Debt And Dependency Are The IMF Legacy

April 23, 1998 • Commentary
This article originally appeared in The

Today the most important player in the Indonesian financial crisis — the US Congress — will vote on the Clinton Administration’s plea for $US18 billion ($27.5 billion) in new funds for the IMF. The Congress plays such an indispensable role because it alone has the capacity to destroy the entire IMF replenishment. It should reject funding for the IMF bail‐​out of Indonesia.

Why? Because the IMF has failed to promote self‐​sustaining economic growth anywhere in the world. Instead, it has left debt and dependency in its wake.

Jakarta’s economy remains bedevilled by inefficient monopolies, insolvent banks, harmful trade barriers, wasteful food subsidies, and political favouritism. And the bail‐​out package has only reduced the Soeharto Government’s incentive to reform by relieving the pain of financial failure. Simply put, Jakarta needs to be forced to reform.

Which won’t occur by giving Jakarta billions in loans. After Soeharto announced a budget‐ busting spending increase, the IMF suspended its next loan instalment. But IMF officials, unwisely influenced by Canberra, hastened to assure Jakarta of their “flexibility” and inked a new agreement. Indonesia knows that the IMF is loath to cancel its program.

Moreover, the IMF’s proclivity to bail out the profligate creates a danger of “moral hazard”. The expectation of a subsidy encourages people to behave irresponsibly.

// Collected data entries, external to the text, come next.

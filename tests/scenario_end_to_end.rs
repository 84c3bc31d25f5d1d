// Copyright (c) 2026 Gvp
// Licensed under the Apache License, Version 2.0 (the "License");
// you may not use this file except in compliance with the License.
// You may obtain a copy of the License at
//     http://www.apache.org/licenses/LICENSE-2.0
// Unless required by applicable law or agreed to in writing, software
// distributed under the License is distributed on an "AS IS" BASIS,
// WITHOUT WARRANTIES OR CONDITIONS OF ANY KIND, either express or implied.
// See the License for the specific language governing permissions and
// limitations under the License.

#![forbid(unsafe_code)]

use async_trait::async_trait;
use gvp_node::core::cache::OffsetCache;
use gvp_node::core::crypto::{self, Ed25519Signer, Signer};
use gvp_node::core::sources::{LocationSource, SlotSource, SourceError};
use gvp_node::core::types::{LocationOffset, PeerAddress};
use gvp_node::monitoring::metrics::Metrics;
use gvp_node::networking::publisher::Publisher;
use gvp_node::networking::transport;
use gvp_node::networking::trust::TrustFilter;
use ring::rand::SystemRandom;
use ring::signature::Ed25519KeyPair;
use std::collections::{HashMap, HashSet};
use std::sync::Arc;
use std::time::Duration;

fn new_signer() -> Ed25519Signer {
    let rng = SystemRandom::new();
    let pkcs8 = Ed25519KeyPair::generate_pkcs8(&rng).unwrap();
    Ed25519Signer::from_pkcs8(pkcs8.as_ref()).unwrap()
}

struct FixedLocation(f64, f64);
#[async_trait]
impl LocationSource for FixedLocation {
    async fn get_self_location(&self) -> Result<(f64, f64), SourceError> {
        Ok((self.0, self.1))
    }
}

struct FixedSlot(u64);
#[async_trait]
impl SlotSource for FixedSlot {
    async fn current_slot(&self) -> Result<u64, SourceError> {
        Ok(self.0)
    }
}

fn anchor_from(signer: &Ed25519Signer) -> LocationOffset {
    let mut anchor = LocationOffset {
        signature: [0u8; 64],
        authority_pubkey: [0u8; 32],
        measurement_slot: 100,
        lat: 50.11,
        lng: 8.68,
        measured_rtt_ns: 800_000,
        rtt_ns: 800_000,
        references: vec![],
    };
    crypto::sign(&mut anchor, signer);
    anchor
}

/// S1: a trusted anchor plus a fresh measurement composes into a signed
/// offset with the expected fields, and the recipient's chain verifies.
#[tokio::test]
async fn anchor_cycle_composes_and_verifies() {
    let anchor_signer = new_signer();
    let anchor = anchor_from(&anchor_signer);

    let mut trusted = HashSet::new();
    trusted.insert(anchor_signer.public_key());
    let trust = TrustFilter::new(trusted);
    let cache = OffsetCache::new(Duration::from_secs(3600));
    let metrics = Metrics::new().unwrap();

    let fake_sender: std::net::SocketAddr = "198.51.100.1:4700".parse().unwrap();
    trust.admit(anchor.clone(), fake_sender, &cache, &metrics).await;
    let best = cache.get_best().expect("anchor should be cached");
    assert_eq!(best, anchor);

    let listener = transport::open_listener(0).await.unwrap();
    let listen_addr = listener.local_addr().unwrap();
    let peer = PeerAddress::new(
        match listen_addr.ip() {
            std::net::IpAddr::V4(v4) => v4,
            _ => unreachable!(),
        },
        listen_addr.port(),
    )
    .unwrap();

    let self_signer = new_signer();
    let publisher = Publisher::new(
        Arc::new(self_signer),
        Arc::new(FixedLocation(50.11, 8.68)),
        Arc::new(FixedSlot(250)),
        Duration::from_secs(3600),
        Duration::from_secs(300),
    );
    publisher.add_peer(peer).await.unwrap();

    let mut measured = HashMap::new();
    measured.insert(peer, 12_500_000u64);

    let report = publisher.publish(measured, Some(best), &metrics).await.unwrap();
    assert!(report.is_success());

    let (received, _from) = transport::recv(&listener, Duration::from_secs(1)).await.unwrap();
    assert_eq!(received.lat, 50.11);
    assert_eq!(received.lng, 8.68);
    assert_eq!(received.measured_rtt_ns, 12_500_000);
    assert_eq!(received.rtt_ns, 13_300_000);
    assert_eq!(received.references.len(), 1);
    assert_eq!(received.references[0], anchor);
    assert!(crypto::verify_chain(&received).is_ok());
}

/// S2: an anchor signed by an untrusted signer never enters the cache, so
/// a measurement cycle with no other anchor has nothing to compose and
/// skips emission.
#[tokio::test]
async fn untrusted_anchor_is_dropped_and_cycle_skips_emission() {
    let untrusted_signer = new_signer();
    let anchor = anchor_from(&untrusted_signer);

    let trust = TrustFilter::new(HashSet::new());
    let cache = OffsetCache::new(Duration::from_secs(3600));
    let metrics = Metrics::new().unwrap();

    let fake_sender: std::net::SocketAddr = "198.51.100.1:4700".parse().unwrap();
    trust.admit(anchor, fake_sender, &cache, &metrics).await;
    assert!(cache.is_empty());
    assert!(cache.get_best().is_none());

    let listener = transport::open_listener(0).await.unwrap();
    let listen_addr = listener.local_addr().unwrap();
    let peer = PeerAddress::new(
        match listen_addr.ip() {
            std::net::IpAddr::V4(v4) => v4,
            _ => unreachable!(),
        },
        listen_addr.port(),
    )
    .unwrap();

    let self_signer = new_signer();
    let publisher = Publisher::new(
        Arc::new(self_signer),
        Arc::new(FixedLocation(1.0, 2.0)),
        Arc::new(FixedSlot(1)),
        Duration::from_secs(3600),
        Duration::from_secs(300),
    );
    publisher.add_peer(peer).await.unwrap();

    let mut measured = HashMap::new();
    measured.insert(peer, 1000u64);

    let report = publisher
        .publish(measured, cache.get_best(), &metrics)
        .await
        .unwrap();
    assert!(report.is_success());

    let nothing = transport::recv(&listener, Duration::from_millis(100)).await;
    assert!(nothing.is_err(), "no offset should have been emitted");
}
// Copyright (c) 2026 Gvp
// Licensed under the Apache License, Version 2.0 (the "License");
// you may not use this file except in compliance with the License.
// You may obtain a copy of the License at
//     http://www.apache.org/licenses/LICENSE-2.0
// Unless required by applicable law or agreed to in writing, software
// distributed under the License is distributed on an "AS IS" BASIS,
// WITHOUT WARRANTIES OR CONDITIONS OF ANY KIND, either express or implied.
// See the License for the specific language governing permissions and
// limitations under the License.

#![forbid(unsafe_code)]
#![warn(missing_docs)]

//! Drives the periodic measurement and eviction cycles and applies
//! peer-set updates through a small state machine (`spec.md` §4.8).

use crate::core::cache::OffsetCache;
use crate::core::types::{LocationOffset, PeerAddress};
use crate::monitoring::metrics::Metrics;
use crate::networking::prober::{EchoClient, Prober};
use crate::networking::publisher::Publisher;
use crate::networking::trust::TrustFilter;
use std::collections::{HashMap, HashSet};
use std::sync::Arc;
use tokio::sync::mpsc;
use tokio_util::sync::CancellationToken;
use tracing::{info, warn};

/// A batch of peer-set changes applied atomically by the coordinator.
#[derive(Debug, Clone, Default)]
pub struct PeerSetDelta {
    /// Peers to add.
    pub added: Vec<PeerAddress>,
    /// Peers to remove.
    pub removed: Vec<PeerAddress>,
}

/// Lifecycle state of a single peer inside the coordinator.
#[derive(Debug, Clone, Copy, PartialEq, Eq)]
enum PeerState {
    Proposed,
    Active,
    Rejected,
}

/// Drives measurement and eviction ticks and owns the authoritative peer
/// lifecycle (`Proposed` → `Active` → `Rejected`/removed).
pub struct Coordinator<E: EchoClient + 'static> {
    prober: Prober<E>,
    publisher: Publisher,
    cache: Arc<OffsetCache>,
    trust: Arc<TrustFilter>,
    metrics: Metrics,
    measurement_interval: std::time::Duration,
    eviction_interval: std::time::Duration,
    peer_states: HashMap<PeerAddress, PeerState>,
}

impl<E: EchoClient + 'static> Coordinator<E> {
    /// Construct a coordinator with empty peer state. `cache` and `trust`
    /// are shared with the receiver loop, which is the only other writer.
    pub fn new(
        prober: Prober<E>,
        publisher: Publisher,
        cache: Arc<OffsetCache>,
        trust: Arc<TrustFilter>,
        metrics: Metrics,
        measurement_interval: std::time::Duration,
        eviction_interval: std::time::Duration,
    ) -> Self {
        Self {
            prober,
            publisher,
            cache,
            trust,
            metrics,
            measurement_interval,
            eviction_interval,
            peer_states: HashMap::new(),
        }
    }

    /// Apply a peer-set delta. Each added peer moves `Proposed` → `Active`
    /// once both the Prober and Publisher accept it; a Publisher-side
    /// failure rolls back the Prober-side add rather than leaving the peer
    /// half-registered.
    async fn apply_delta(&mut self, delta: PeerSetDelta) {
        for peer in delta.added {
            self.peer_states.insert(peer, PeerState::Proposed);
            self.prober.add_peer(peer).await;
            match self.publisher.add_peer(peer).await {
                Ok(()) => {
                    self.peer_states.insert(peer, PeerState::Active);
                    info!(%peer, "peer activated");
                }
                Err(e) => {
                    warn!(%peer, err = %e, "publisher rejected peer, rolling back prober registration");
                    self.prober.remove_peer(peer).await;
                    self.peer_states.insert(peer, PeerState::Rejected);
                }
            }
        }

        for peer in delta.removed {
            self.prober.remove_peer(peer).await;
            self.publisher.remove_peer(peer).await;
            self.peer_states.remove(&peer);
            info!(%peer, "peer removed");
        }

        self.metrics.peers_tracked.set(
            self.peer_states
                .values()
                .filter(|s| **s == PeerState::Active)
                .count() as i64,
        );
    }

    async fn run_measurement_cycle(&self, cancel: &CancellationToken) {
        // `self.prober` counts `probe_success_total`/`probe_failure_total`
        // itself, per probe, since only it observes individual failures.
        let measured = self.prober.measure_all(cancel).await;

        let anchor: Option<LocationOffset> = self.cache.get_best();
        match self.publisher.publish(measured, anchor, &self.metrics).await {
            Ok(report) if report.is_success() => {}
            Ok(report) => {
                warn!(failures = report.failures.len(), "publish cycle had per-peer failures");
            }
            Err(e) => {
                warn!(err = %e, "publish cycle aborted");
            }
        }
    }

    fn run_eviction_cycle(&self) {
        let evicted = self.cache.evict();
        if evicted > 0 {
            self.metrics.cache_evictions_total.inc_by(evicted as u64);
        }
        self.metrics.cache_size.set(self.cache.len() as i64);
    }

    /// Drive both periodic ticks, the peer-set update channel, and the
    /// trusted-signer-set update channel until `cancel` fires. A message on
    /// `trust_updates` replaces the whole trusted set atomically
    /// (`spec.md` §3.5/§9) rather than merging into it.
    pub async fn run(
        mut self,
        mut peer_updates: mpsc::Receiver<PeerSetDelta>,
        mut trust_updates: mpsc::Receiver<HashSet<[u8; 32]>>,
        cancel: CancellationToken,
    ) {
        let mut measurement_tick = tokio::time::interval(self.measurement_interval);
        let mut eviction_tick = tokio::time::interval(self.eviction_interval);
        measurement_tick.tick().await;
        eviction_tick.tick().await;

        loop {
            tokio::select! {
                _ = cancel.cancelled() => {
                    info!("coordinator shutting down");
                    return;
                }
                _ = measurement_tick.tick() => {
                    self.run_measurement_cycle(&cancel).await;
                }
                _ = eviction_tick.tick() => {
                    self.run_eviction_cycle();
                }
                delta = peer_updates.recv() => {
                    match delta {
                        Some(delta) => self.apply_delta(delta).await,
                        None => {
                            info!("peer update channel closed; coordinator continues on timers alone");
                        }
                    }
                }
                update = trust_updates.recv() => {
                    match update {
                        Some(new_trusted) => {
                            info!(count = new_trusted.len(), "replacing trusted signer set");
                            self.trust.replace_trusted(new_trusted).await;
                        }
                        None => {
                            info!("trust update channel closed; trusted set is now fixed");
                        }
                    }
                }
            }
        }
    }
}
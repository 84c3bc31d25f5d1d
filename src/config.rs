// Copyright (c) 2026 Gvp
// Licensed under the Apache License, Version 2.0 (the "License");
// you may not use this file except in compliance with the License.
// You may obtain a copy of the License at
//     http://www.apache.org/licenses/LICENSE-2.0
// Unless required by applicable law or agreed to in writing, software
// distributed under the License is distributed on an "AS IS" BASIS,
// WITHOUT WARRANTIES OR CONDITIONS OF ANY KIND, either express or implied.
// See the License for the specific language governing permissions and
// limitations under the License.

#![forbid(unsafe_code)]
#![warn(missing_docs)]

//! Node configuration (`spec.md` §6.3). Loading this from disk or the
//! environment is a deployment concern outside this crate; only the typed
//! shape lives here.

use crate::core::types::PeerAddress;
use serde::Deserialize;
use std::collections::HashSet;
use std::time::Duration;

fn default_listen_port() -> u16 {
    4700
}

fn default_probe_interval() -> Duration {
    Duration::from_secs(5 * 60)
}

fn default_probe_timeout() -> Duration {
    Duration::from_secs(1)
}

fn default_max_offset_age() -> Duration {
    Duration::from_secs(60 * 60)
}

fn default_eviction_interval() -> Duration {
    Duration::from_secs(30 * 60)
}

fn default_stagger_delay() -> Duration {
    Duration::from_millis(100)
}

fn default_location_ttl() -> Duration {
    Duration::from_secs(24 * 60 * 60)
}

fn default_slot_ttl() -> Duration {
    Duration::from_secs(5 * 60)
}

/// Full node configuration, mirroring `spec.md` §6.3 field for field.
#[derive(Debug, Clone, Deserialize)]
pub struct GvpConfig {
    /// Signers whose offsets are accepted; empty rejects everything.
    #[serde(default)]
    pub trusted_signers: HashSet<[u8; 32]>,

    /// Initial probe/publish target set.
    #[serde(default)]
    pub peers: Vec<PeerAddress>,

    /// UDP port this node listens for offsets on.
    #[serde(default = "default_listen_port")]
    pub listen_port: u16,

    /// Period between measurement cycles.
    #[serde(default = "default_probe_interval", with = "humantime_duration")]
    pub probe_interval: Duration,

    /// Per-probe deadline.
    #[serde(default = "default_probe_timeout", with = "humantime_duration")]
    pub probe_timeout: Duration,

    /// Cache TTL.
    #[serde(default = "default_max_offset_age", with = "humantime_duration")]
    pub max_offset_age: Duration,

    /// Eviction sweep period.
    #[serde(default = "default_eviction_interval", with = "humantime_duration")]
    pub eviction_interval: Duration,

    /// Inter-probe pause within a worker.
    #[serde(default = "default_stagger_delay", with = "humantime_duration")]
    pub stagger_delay: Duration,

    /// TTL for the Publisher's cached self-location.
    #[serde(default = "default_location_ttl", with = "humantime_duration")]
    pub location_ttl: Duration,

    /// TTL for the Publisher's cached slot.
    #[serde(default = "default_slot_ttl", with = "humantime_duration")]
    pub slot_ttl: Duration,

    /// Ed25519 private key material, source-specific format, opaque to core.
    #[serde(default)]
    pub keypair_pkcs8: Vec<u8>,
}

impl Default for GvpConfig {
    fn default() -> Self {
        Self {
            trusted_signers: HashSet::new(),
            peers: Vec::new(),
            listen_port: default_listen_port(),
            probe_interval: default_probe_interval(),
            probe_timeout: default_probe_timeout(),
            max_offset_age: default_max_offset_age(),
            eviction_interval: default_eviction_interval(),
            stagger_delay: default_stagger_delay(),
            location_ttl: default_location_ttl(),
            slot_ttl: default_slot_ttl(),
            keypair_pkcs8: Vec::new(),
        }
    }
}

/// Serializes `Duration` as a humantime-style string (e.g. `"5m"`) for the
/// handful of deployments that hand-edit a config file; parsing falls back
/// to plain integer seconds for programmatic callers.
mod humantime_duration {
    use serde::{Deserialize, Deserializer};
    use std::time::Duration;

    pub fn deserialize<'de, D>(deserializer: D) -> Result<Duration, D::Error>
    where
        D: Deserializer<'de>,
    {
        #[derive(Deserialize)]
        #[serde(untagged)]
        enum Repr {
            Seconds(u64),
            Text(String),
        }

        match Repr::deserialize(deserializer)? {
            Repr::Seconds(s) => Ok(Duration::from_secs(s)),
            Repr::Text(s) => parse_humantime(&s).map_err(serde::de::Error::custom),
        }
    }

    fn parse_humantime(s: &str) -> Result<Duration, String> {
        let s = s.trim();
        let split_at = s
            .find(|c: char| !c.is_ascii_digit())
            .ok_or_else(|| format!("missing unit suffix in duration {s:?}"))?;
        let (num, unit) = s.split_at(split_at);
        let num: u64 = num.parse().map_err(|_| format!("invalid duration {s:?}"))?;
        let secs = match unit {
            "ms" => return Ok(Duration::from_millis(num)),
            "s" => num,
            "m" => num * 60,
            "h" => num * 3600,
            _ => return Err(format!("unrecognized duration unit in {s:?}")),
        };
        Ok(Duration::from_secs(secs))
    }
}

Thus, the Soeharto Government is likely to do only the minimum necessary to receive aid. Which means Jakarta will almost certainly retain its system of pervasive crony capitalism. Were Indonesia left to its own devices, it would have to adopt all of the reforms necessary to recondition its economy and reassure foreign investors, who tend to be more careful with their own cash than are international aid bureaucrats with tax money from industrialised states.

Now that the IMF, backed by Washington and Canberra, has intervened to prop up Indonesia, as well as Thailand and South Korea, what nation cannot expect help? What standard says “yes” to Indonesia and “no” to other nations suffering severe financial distress? Other bail‐​out candidates include Brazil, Malaysia, Mexico (again!), Russia, Ukraine, and, incredibly, Japan. How stable will the global economy be if prosperous nations continually underwrite economic failure? And if the world really were ready to topple into the economic abyss, there isn’t much the IMF could do about it.

Moreover, the IMF’s proclivity to bail out the profligate creates a danger of “moral hazard”. The expectation of a subsidy encourages people to behave irresponsibly. Warns economist Allan Meltzer: “Banks and financial institutions can now act safe in the knowledge that the IMF will provide a safety net to protect them from some, or even most, of their losses.”

Of course, if international taxpayers are lucky, Indonesia and other bail‐​out beneficiaries will repay their loans. But even then the credit won’t be free. When the IMF channels billions of dollars to a foreign kleptocracy such as Indonesia’s, it diverts resources from other uses, such as investment by entrepreneurs in Australia.

But the IMF is addicted to wasting global taxpayers’ money. The US Congress should reject extra funding for the IMF. Otherwise, the IMF will find more irresponsible foreign debtors to bail out.